Detection of faces on video: Raspberry Pi and Neural Compute Stick
About a year ago the company Intel Movidius released a device for the effective inference of convolutional neural networks - Movidius Neural Compute Stick (NCS). This device allows you to use neural networks to recognize or detect objects in conditions of limited power consumption, including in robotics tasks. NCS has a USB interface and consumes no more than 1 watt. In this article I will talk about the experience of using NCS with Raspberry Pi for the task of detecting faces in video, including both training the Mobilenet-SSD detector and its launching on Raspberry.
All the code can be found in my two repositories: training of the detector and demo with the detection of faces .
In his first article I already wrote about the detection of faces with the help of NCS: then it was about YOLOv2 detector, which I converted from the format Darknet in the format Caffe , and then ran on the NCS. The conversion process turned out to be non-trivial: since these two formats differently set the last layer of the detector, the output of the neural network had to be parsed separately, on the CPU, using a piece of code from Darknet. In addition, this detector did not satisfy me both in speed (up to 5.1 FPS on my laptop) and in accuracy - later I was convinced that because of the sensitivity to image quality from it it is difficult to get a good result on Raspberry Pi.
In the end, I decided to just train my detector. The choice fell on SSD detector with Mobilenet encoder: lightweight convolutions Mobilenet can achieve high speed without much loss in quality, and the SSD detector is not inferior to YOLO and works on the NCS out of the box.
How does the Mobilenet-SSD detector [/b] work?
Let's start with Mobilenet. In this architecture, the complete
convolution (through all channels) is replaced by two lightweight convolutions: first
separately for each channel, and then a full
convolution. After each convolution, is used. BatchNorm and nonlinearity (ReLU). The very first network convolution, which receives an image, is usually left complete. This architecture makes it possible to significantly reduce the complexity of computations due to a slight decrease in the quality of predictions. There are also more advanced version , but I have not tried it yet.
SSD (Single Shot Detector) works as follows: two
are hung on the outputs of several encodings of the encoder.
convolutional layer: one predicts the probability of classes, the other - the coordinates of the bounding box. There is also a third layer, which gives the coordinates and positions of the default frames at the current level. The meaning is this: the output of any layer is naturally divided into cells; closer to the end of the neural network, they are getting smaller (in this case, due to bundles with
? stride = 2 ), and the field of visibility of each cell increases. For each cell on each of several selected layers, we specify several default frames of different sizes and with different aspect ratios, and use additional convolutional layers to correct the coordinates and predict the probability of classes for each such frame.
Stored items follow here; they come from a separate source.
// src/exec/job_table.rs

//! Shared bookkeeping for jobs run by the local backend.

use std::collections::HashMap;
use std::sync::{Mutex, MutexGuard, PoisonError};

use tokio::sync::{oneshot, Notify};
use tracing::debug;

use crate::exec::backend::{BackendError, FinishedJob, JobHandle, JobStatus, PollResult};
use crate::types::OutputRef;

#[derive(Debug)]
struct LocalJob {
    status: JobStatus,
    outputs: Vec<OutputRef>,
    /// Present while the process may still be running.
    cancel: Option<oneshot::Sender<()>>,
}

/// Jobs by id, plus a notifier fired whenever one of them changes status.
#[derive(Debug, Default)]
pub struct JobTable {
    jobs: Mutex<HashMap<String, LocalJob>>,
    changed: Notify,
}

impl JobTable {
    fn lock(&self) -> MutexGuard<'_, HashMap<String, LocalJob>> {
        self.jobs.lock().unwrap_or_else(PoisonError::into_inner)
    }

    /// Notifier for status changes. Callers should `enable()` the returned
    /// future before inspecting the table to avoid missing a wakeup.
    pub fn changed(&self) -> &Notify {
        &self.changed
    }

    pub fn insert(&self, job: &JobHandle, cancel: oneshot::Sender<()>) {
        self.lock().insert(
            job.id().to_string(),
            LocalJob {
                status: JobStatus::Active,
                outputs: Vec::new(),
                cancel: Some(cancel),
            },
        );
    }

    /// Move an active job to a terminal status. Jobs that already finished
    /// (or were killed) keep their first terminal status.
    pub fn finish(&self, job: &JobHandle, status: JobStatus, outputs: Vec<OutputRef>) {
        {
            let mut jobs = self.lock();
            match jobs.get_mut(job.id()) {
                Some(entry) if entry.status == JobStatus::Active => {
                    entry.status = status;
                    entry.outputs = outputs;
                    entry.cancel = None;
                }
                Some(_) => {
                    debug!(job = %job, "job already terminal; ignoring late status");
                }
                None => {
                    debug!(job = %job, "job finished after release; ignoring");
                }
            }
        }
        self.changed.notify_waiters();
    }

    pub fn status(&self, job: &JobHandle) -> Result<JobStatus, BackendError> {
        self.lock()
            .get(job.id())
            .map(|entry| entry.status)
            .ok_or_else(|| BackendError::UnknownJob(job.id().to_string()))
    }

    /// Split `jobs` into finished and still-active.
    pub fn partition(&self, jobs: &[JobHandle]) -> Result<PollResult, BackendError> {
        let table = self.lock();
        let mut result = PollResult::default();

        for job in jobs {
            let entry = table
                .get(job.id())
                .ok_or_else(|| BackendError::UnknownJob(job.id().to_string()))?;

            if entry.status.is_terminal() {
                result.finished.push(FinishedJob {
                    handle: job.clone(),
                    status: entry.status,
                    outputs: entry.outputs.clone(),
                });
            } else {
                result.active.push(job.clone());
            }
        }

        Ok(result)
    }

    /// Mark an active job dead and signal its process to stop.
    ///
    /// Returns `false` if the job had already finished.
    pub fn kill(&self, job: &JobHandle) -> Result<bool, BackendError> {
        let cancel = {
            let mut jobs = self.lock();
            let entry = jobs
                .get_mut(job.id())
                .ok_or_else(|| BackendError::UnknownJob(job.id().to_string()))?;

            if entry.status.is_terminal() {
                return Ok(false);
            }
            entry.status = JobStatus::Dead;
            entry.cancel.take()
        };

        if let Some(cancel) = cancel {
            // The runner may have exited already; nothing left to stop then.
            let _ = cancel.send(());
        }
        self.changed.notify_waiters();
        Ok(true)
    }

    /// Drop a job's entry, stopping its process if it is still running.
    pub fn remove(&self, job: &JobHandle) -> bool {
        let removed = self.lock().remove(job.id());
        match removed {
            Some(mut entry) => {
                if let Some(cancel) = entry.cancel.take() {
                    let _ = cancel.send(());
                }
                true
            }
            None => false,
        }
    }
}
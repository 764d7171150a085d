// crates/test-utils/src/fake_backend.rs

use std::collections::HashMap;
use std::time::Duration;

use ruleflow::dag::Rule;
use ruleflow::exec::{
    BackendError, BackendFuture, FinishedJob, JobBackend, JobHandle, JobStatus, PollResult,
};
use ruleflow::types::{OutputRef, RuleName};

/// What a fake job does once started.
#[derive(Debug, Clone)]
pub enum Outcome {
    /// Finish `ready` with these outputs.
    Ready(Vec<OutputRef>),
    /// Finish `dead`.
    Dead,
    /// Refuse to start.
    NotStarted,
    /// Stay active until killed.
    Hang,
}

#[derive(Debug, Clone)]
struct Script {
    outcome: Outcome,
    /// Number of polls that still report the job active before it finishes.
    polls: usize,
}

#[derive(Debug)]
struct FakeJob {
    rule: RuleName,
    script: Script,
    status: JobStatus,
}

/// A scripted, in-memory `JobBackend`.
///
/// - Rules without a script finish `ready` on the first poll with a single
///   output `"<rule>-out"`.
/// - Every call is recorded so tests can assert on what the engine did.
/// - `poll` never sleeps.
#[derive(Debug, Default)]
pub struct FakeBackend {
    scripts: HashMap<RuleName, Script>,
    transient_polls: usize,
    jobs: HashMap<String, FakeJob>,
    next_seq: u64,

    started: Vec<(RuleName, Vec<OutputRef>)>,
    killed: Vec<RuleName>,
    released: Vec<RuleName>,
    waited: Vec<RuleName>,
    polls: usize,
    transient_errors: usize,
}

impl FakeBackend {
    pub fn new() -> Self {
        Self::default()
    }

    pub fn with_outcome(mut self, rule: &str, outcome: Outcome) -> Self {
        self.scripts
            .insert(rule.to_string(), Script { outcome, polls: 0 });
        self
    }

    /// Finish `ready` with `outputs` after staying active for `polls` polls.
    pub fn ready_after(mut self, rule: &str, polls: usize, outputs: &[&str]) -> Self {
        self.scripts.insert(
            rule.to_string(),
            Script {
                outcome: Outcome::Ready(refs(outputs)),
                polls,
            },
        );
        self
    }

    /// Finish `dead` after staying active for `polls` polls.
    pub fn dead_after(mut self, rule: &str, polls: usize) -> Self {
        self.scripts.insert(
            rule.to_string(),
            Script {
                outcome: Outcome::Dead,
                polls,
            },
        );
        self
    }

    /// Fail the next `n` polls with a transient error.
    pub fn with_transient_polls(mut self, n: usize) -> Self {
        self.transient_polls = n;
        self
    }

    /// Rules in the order their jobs were started.
    pub fn started_rules(&self) -> Vec<RuleName> {
        self.started.iter().map(|(r, _)| r.clone()).collect()
    }

    /// Inputs passed when `rule` was started.
    pub fn inputs_of(&self, rule: &str) -> Option<Vec<OutputRef>> {
        self.started
            .iter()
            .find(|(r, _)| r == rule)
            .map(|(_, inputs)| inputs.clone())
    }

    /// Rules whose jobs received a kill request.
    pub fn killed(&self) -> &[RuleName] {
        &self.killed
    }

    pub fn released(&self) -> &[RuleName] {
        &self.released
    }

    pub fn waited(&self) -> &[RuleName] {
        &self.waited
    }

    /// Number of successful polls.
    pub fn poll_count(&self) -> usize {
        self.polls
    }

    pub fn transient_errors(&self) -> usize {
        self.transient_errors
    }

    fn script_for(&self, rule: &str) -> Script {
        self.scripts.get(rule).cloned().unwrap_or_else(|| Script {
            outcome: Outcome::Ready(vec![OutputRef::new(format!("{rule}-out"))]),
            polls: 0,
        })
    }

    fn advance(job: &mut FakeJob) {
        if job.status != JobStatus::Active {
            return;
        }
        if job.script.polls > 0 {
            job.script.polls -= 1;
            return;
        }
        job.status = match job.script.outcome {
            Outcome::Ready(_) => JobStatus::Ready,
            Outcome::Dead | Outcome::NotStarted => JobStatus::Dead,
            Outcome::Hang => JobStatus::Active,
        };
    }

    fn outputs(job: &FakeJob) -> Vec<OutputRef> {
        match (&job.status, &job.script.outcome) {
            (JobStatus::Ready, Outcome::Ready(outputs)) => outputs.clone(),
            _ => Vec::new(),
        }
    }
}

pub fn refs(items: &[&str]) -> Vec<OutputRef> {
    items.iter().map(|s| OutputRef::from(*s)).collect()
}

impl JobBackend for FakeBackend {
    fn start<'a>(
        &'a mut self,
        rule: &'a Rule,
        inputs: Vec<OutputRef>,
    ) -> BackendFuture<'a, Option<JobHandle>> {
        Box::pin(async move {
            self.started.push((rule.name.clone(), inputs));
            let script = self.script_for(&rule.name);
            if matches!(script.outcome, Outcome::NotStarted) {
                return Ok(None);
            }

            self.next_seq += 1;
            let handle = JobHandle::new(&rule.name, self.next_seq);
            self.jobs.insert(
                handle.id().to_string(),
                FakeJob {
                    rule: rule.name.clone(),
                    script,
                    status: JobStatus::Active,
                },
            );
            Ok(Some(handle))
        })
    }

    fn poll<'a>(
        &'a mut self,
        jobs: &'a [JobHandle],
        _wait: Duration,
    ) -> BackendFuture<'a, PollResult> {
        Box::pin(async move {
            if self.transient_polls > 0 {
                self.transient_polls -= 1;
                self.transient_errors += 1;
                return Err(BackendError::Transient("connection reset".to_string()));
            }
            self.polls += 1;

            let mut result = PollResult::default();
            for handle in jobs {
                let job = self
                    .jobs
                    .get_mut(handle.id())
                    .ok_or_else(|| BackendError::UnknownJob(handle.id().to_string()))?;
                Self::advance(job);

                if job.status.is_terminal() {
                    result.finished.push(FinishedJob {
                        handle: handle.clone(),
                        status: job.status,
                        outputs: Self::outputs(job),
                    });
                } else {
                    result.active.push(handle.clone());
                }
            }
            Ok(result)
        })
    }

    fn kill<'a>(&'a mut self, job: &'a JobHandle) -> BackendFuture<'a, ()> {
        Box::pin(async move {
            let entry = self
                .jobs
                .get_mut(job.id())
                .ok_or_else(|| BackendError::UnknownJob(job.id().to_string()))?;
            self.killed.push(entry.rule.clone());
            if entry.status == JobStatus::Active {
                entry.status = JobStatus::Dead;
            }
            Ok(())
        })
    }

    fn wait<'a>(&'a mut self, job: &'a JobHandle) -> BackendFuture<'a, JobStatus> {
        Box::pin(async move {
            let entry = self
                .jobs
                .get_mut(job.id())
                .ok_or_else(|| BackendError::UnknownJob(job.id().to_string()))?;
            self.waited.push(entry.rule.clone());

            while entry.status == JobStatus::Active {
                if matches!(entry.script.outcome, Outcome::Hang) {
                    return Err(BackendError::Failed(format!("job '{}' never finishes", job)));
                }
                Self::advance(entry);
            }
            Ok(entry.status)
        })
    }

    fn release<'a>(&'a mut self, job: &'a JobHandle) -> BackendFuture<'a, ()> {
        Box::pin(async move {
            if let Some(entry) = self.jobs.get(job.id()) {
                self.released.push(entry.rule.clone());
            }
            Ok(())
        })
    }
}
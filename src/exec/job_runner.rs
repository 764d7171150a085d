// src/exec/job_runner.rs

//! Individual job process runner for the local backend.

use std::process::Stdio;
use std::sync::Arc;
use std::time::Duration;

use anyhow::{Context, Result};
use tokio::io::{AsyncBufReadExt, BufReader};
use tokio::process::{ChildStdout, Command};
use tokio::sync::{mpsc, oneshot};
use tokio::time::{timeout_at, Instant};
use tracing::{debug, error, info, warn};

use crate::exec::backend::{JobHandle, JobStatus};
use crate::exec::job_table::JobTable;
use crate::types::OutputRef;

/// Environment variable carrying the rule name.
pub const ENV_RULE: &str = "RULEFLOW_RULE";
/// Environment variable carrying the job id.
pub const ENV_JOB: &str = "RULEFLOW_JOB";
/// Environment variable carrying the newline-separated input references.
pub const ENV_INPUTS: &str = "RULEFLOW_INPUTS";

/// What the runner needs to launch one job.
#[derive(Debug, Clone)]
pub struct JobSpec {
    pub handle: JobHandle,
    pub cmd: String,
    pub inputs: Vec<OutputRef>,
    /// How long to keep reading stdout once the process has exited.
    pub drain_timeout: Duration,
}

/// Run a single job process and record its terminal status in `table`.
///
/// Every non-empty stdout line becomes an output reference. If the cancel
/// channel fires (kill or release), the child process is killed and the job
/// ends `Dead`.
///
/// A background process started by the command may keep stdout open after
/// the command itself exits. Outputs are then read for at most
/// `drain_timeout` before the job finishes with what was read so far.
pub async fn run_job(job: JobSpec, table: Arc<JobTable>, cancel_rx: oneshot::Receiver<()>) {
    let handle = job.handle.clone();
    match run_job_inner(job, cancel_rx).await {
        Ok((status, outputs)) => table.finish(&handle, status, outputs),
        Err(err) => {
            error!(
                rule = %handle.rule_name(),
                job = %handle,
                error = %err,
                "job execution error"
            );
            table.finish(&handle, JobStatus::Dead, Vec::new());
        }
    }
}

async fn run_job_inner(
    job: JobSpec,
    mut cancel_rx: oneshot::Receiver<()>,
) -> Result<(JobStatus, Vec<OutputRef>)> {
    info!(
        rule = %job.handle.rule_name(),
        job = %job.handle,
        cmd = %job.cmd,
        inputs = job.inputs.len(),
        "starting job process"
    );

    // Build a shell command appropriate for the platform.
    let mut cmd = if cfg!(windows) {
        let mut c = Command::new("cmd");
        c.arg("/C").arg(&job.cmd);
        c
    } else {
        let mut c = Command::new("sh");
        c.arg("-c").arg(&job.cmd);
        c
    };

    let inputs = job
        .inputs
        .iter()
        .map(OutputRef::as_str)
        .collect::<Vec<_>>()
        .join("\n");

    cmd.env(ENV_RULE, job.handle.rule_name())
        .env(ENV_JOB, job.handle.id())
        .env(ENV_INPUTS, inputs)
        .stdin(Stdio::null())
        .stdout(Stdio::piped())
        .stderr(Stdio::piped())
        .kill_on_drop(true);

    let mut child = cmd
        .spawn()
        .with_context(|| format!("spawning process for job '{}'", job.handle))?;

    let (out_tx, mut out_rx) = mpsc::unbounded_channel();
    match child.stdout.take() {
        Some(stdout) => {
            tokio::spawn(forward_outputs(stdout, out_tx));
        }
        None => drop(out_tx),
    }

    // Always consume stderr so buffers don't fill; log at debug.
    if let Some(stderr) = child.stderr.take() {
        let handle = job.handle.clone();
        tokio::spawn(async move {
            let mut lines = BufReader::new(stderr).lines();
            while let Ok(Some(line)) = lines.next_line().await {
                debug!(job = %handle, "stderr: {}", line);
            }
        });
    }

    tokio::select! {
        status_res = child.wait() => {
            let status = status_res
                .with_context(|| format!("waiting for process of job '{}'", job.handle))?;

            let outputs = drain_outputs(&mut out_rx, &job).await;

            let code = status.code().unwrap_or(-1);
            info!(
                rule = %job.handle.rule_name(),
                job = %job.handle,
                exit_code = code,
                success = status.success(),
                outputs = outputs.len(),
                "job process exited"
            );

            if status.success() {
                Ok((JobStatus::Ready, outputs))
            } else {
                Ok((JobStatus::Dead, Vec::new()))
            }
        }

        cancel = &mut cancel_rx => {
            match cancel {
                Ok(()) => info!(job = %job.handle, "kill requested; stopping job process"),
                Err(_) => debug!(job = %job.handle, "job entry dropped; stopping job process"),
            }
            if let Err(e) = child.kill().await {
                warn!(job = %job.handle, error = %e, "failed to kill job process");
            }
            Ok((JobStatus::Dead, Vec::new()))
        }
    }
}

/// Send every non-empty stdout line as an output reference until EOF or
/// until the receiving side is gone.
async fn forward_outputs(stdout: ChildStdout, tx: mpsc::UnboundedSender<OutputRef>) {
    let mut lines = BufReader::new(stdout).lines();

    while let Ok(Some(line)) = lines.next_line().await {
        let line = line.trim();
        if line.is_empty() {
            continue;
        }
        if tx.send(OutputRef::new(line)).is_err() {
            break;
        }
    }
}

async fn drain_outputs(
    rx: &mut mpsc::UnboundedReceiver<OutputRef>,
    job: &JobSpec,
) -> Vec<OutputRef> {
    let deadline = Instant::now() + job.drain_timeout;
    let mut outputs = Vec::new();

    loop {
        match timeout_at(deadline, rx.recv()).await {
            Ok(Some(output)) => outputs.push(output),
            Ok(None) => break,
            Err(_) => {
                warn!(
                    job = %job.handle,
                    outputs = outputs.len(),
                    "stdout still open after the job process exited; keeping outputs read so far"
                );
                break;
            }
        }
    }

    outputs
}
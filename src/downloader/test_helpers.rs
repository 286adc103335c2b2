//! Shared test helpers for creating Downloader instances against a mock server.

use crate::auth::AuthContext;
use crate::config::{EngineConfig, RetryConfig};
use crate::downloader::Downloader;
use crate::resolver::Resolver;
use crate::types::{BodyModel, DownloadTask, Gender};
use std::path::Path;
use std::time::Duration;
use wiremock::{Match, MockServer, Request};

/// Path the mock server serves archives under
pub(crate) const DOWNLOAD_PATH: &str = "/download.php";

/// Engine settings with millisecond backoff so retry tests finish quickly
pub(crate) fn fast_config(output_dir: &Path) -> EngineConfig {
    EngineConfig {
        output_dir: output_dir.to_path_buf(),
        max_retries: 2,
        timeout: Duration::from_secs(5),
        max_workers: 2,
        retry: RetryConfig {
            initial_delay: Duration::from_millis(1),
            max_delay: Duration::from_millis(5),
            backoff_multiplier: 2.0,
            jitter: false,
        },
        user_agent: "amass-dl-test".to_string(),
    }
}

/// Downloader with a session cookie, using [`fast_config`]
pub(crate) fn create_test_downloader(output_dir: &Path) -> Downloader {
    create_downloader_with(fast_config(output_dir))
}

pub(crate) fn create_downloader_with(config: EngineConfig) -> Downloader {
    Downloader::new(config, AuthContext::from_pairs([("PHPSESSID", "test-session")])).unwrap()
}

/// Task for `dataset` whose URL points at the mock server
pub(crate) fn task_for(server: &MockServer, output_dir: &Path, dataset: &str) -> DownloadTask {
    Resolver::with_base_url(format!("{}{DOWNLOAD_PATH}", server.uri()), output_dir)
        .resolve(BodyModel::SmplX, Gender::Neutral, dataset)
        .unwrap()
}

/// Value of the `sfile` query parameter the resolver produces for `dataset`
pub(crate) fn sfile_for(dataset: &str) -> String {
    format!("amass_per_dataset/smplx/neutral/mosh_results/{dataset}.tar.bz2")
}

/// Deterministic archive content of `len` bytes
pub(crate) fn archive_bytes(len: usize) -> Vec<u8> {
    (0..len).map(|i| (i % 251) as u8).collect()
}

/// Matches requests that carry no `Range` header
pub(crate) struct NoRangeHeader;

impl Match for NoRangeHeader {
    fn matches(&self, request: &Request) -> bool {
        !request.headers.contains_key("range")
    }
}
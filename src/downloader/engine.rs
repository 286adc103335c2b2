//! Bounded worker pool running a batch of download tasks.

use crate::error::Error;
use crate::types::{DownloadResult, DownloadTask, RunReport};
use std::sync::Arc;
use tokio::sync::{Mutex, mpsc};
use tokio::task::JoinSet;

use super::Downloader;

impl Downloader {
    /// Download every task with at most `max_workers` transfers in flight
    ///
    /// Returns exactly one result per task, in submission order. Individual
    /// failures never abort the run. After cancellation, tasks not yet handed
    /// to a worker are reported as failed with code `cancelled`.
    pub async fn run(&self, tasks: Vec<DownloadTask>) -> RunReport {
        let total = tasks.len();
        if total == 0 {
            return RunReport::default();
        }

        let workers = self.config.worker_count().min(total);
        tracing::info!(tasks = total, workers, "starting downloads");

        // Kept so a worker that dies mid-task still yields a result for it
        let submitted: Vec<DownloadTask> = tasks.clone();

        let (task_tx, task_rx) = mpsc::channel::<(usize, DownloadTask)>(workers);
        let task_rx = Arc::new(Mutex::new(task_rx));
        let (result_tx, mut result_rx) = mpsc::unbounded_channel::<(usize, DownloadResult)>();

        let mut pool = JoinSet::new();
        for worker_id in 0..workers {
            let downloader = self.clone();
            let queue = Arc::clone(&task_rx);
            let results = result_tx.clone();

            pool.spawn(async move {
                loop {
                    let next = queue.lock().await.recv().await;
                    let Some((index, task)) = next else { break };

                    tracing::debug!(worker_id, dataset = %task.dataset, "worker picked up task");
                    let result = downloader.download(task).await;
                    if results.send((index, result)).is_err() {
                        break;
                    }
                }
                tracing::debug!(worker_id, "worker finished");
            });
        }
        drop(result_tx);

        let mut unsubmitted = Vec::new();
        let mut pending = tasks.into_iter().enumerate();
        while let Some((index, task)) = pending.next() {
            let permit = tokio::select! {
                biased;
                _ = self.cancel.cancelled() => None,
                permit = task_tx.reserve() => permit.ok(),
            };
            match permit {
                Some(permit) => permit.send((index, task)),
                None => {
                    unsubmitted.push((index, task));
                    unsubmitted.extend(pending.by_ref());
                    break;
                }
            }
        }
        // Workers exit once the queue is drained
        drop(task_tx);

        let mut slots: Vec<Option<DownloadResult>> = vec![None; total];

        if !unsubmitted.is_empty() {
            let reason = self.unsubmitted_reason();
            tracing::warn!(
                count = unsubmitted.len(),
                reason = %reason,
                "skipping tasks that never reached a worker"
            );
            for (index, task) in unsubmitted {
                slots[index] = Some(self.skipped(task, &reason));
            }
        }

        while let Some((index, result)) = result_rx.recv().await {
            slots[index] = Some(result);
        }

        while let Some(joined) = pool.join_next().await {
            if let Err(e) = joined {
                tracing::error!(error = %e, "download worker panicked");
            }
        }

        let results = slots
            .into_iter()
            .zip(submitted)
            .map(|(slot, task)| {
                slot.unwrap_or_else(|| {
                    let lost = Error::Io(std::io::Error::other(
                        "download worker terminated unexpectedly",
                    ));
                    self.skipped(task, &lost)
                })
            })
            .collect();

        let report = RunReport { results };
        let summary = report.summary();
        tracing::info!(
            succeeded = summary.succeeded,
            already_existed = summary.already_existed,
            failed = summary.failed,
            bytes = summary.bytes_transferred,
            "downloads finished"
        );
        report
    }

    /// Why submission stopped early
    ///
    /// The queue also closes when every worker has died, which is not a
    /// cancellation.
    pub(super) fn unsubmitted_reason(&self) -> Error {
        if self.cancel.is_cancelled() {
            Error::Cancelled
        } else {
            Error::Io(std::io::Error::other(
                "all download workers exited before the queue was drained",
            ))
        }
    }

    /// Final result for a task that never reached a worker
    fn skipped(&self, task: DownloadTask, error: &Error) -> DownloadResult {
        let result = DownloadResult::failed(task, error, 0, 0);
        self.stats.record(&result);
        self.emit(crate::types::Event::Finished {
            dataset: result.task.dataset.clone(),
            outcome: result.outcome,
            bytes_transferred: 0,
            error: Some(error.to_string()),
        });
        result
    }
}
Therefore, an SSD detector (just like YOLO) always considers the same number of frames. The same object can be detected on different layers: during training, the signal is sent to all frames that intersect quite strongly with the object, and during the application of the detection they are combined using the non maximum suppression (NMS). The final layer unites the detections from all layers, finds their full coordinates, cuts off the threshold of probability and produces NMS.
The code for learning the detector is located here .
I decided to use ready Mobilenet-SSD detector , trained at PASCAL VOC0712 , and to do it in order to find people. Firstly, it helps a lot to teach the grid faster, and secondly, you do not have to reinvent the wheel.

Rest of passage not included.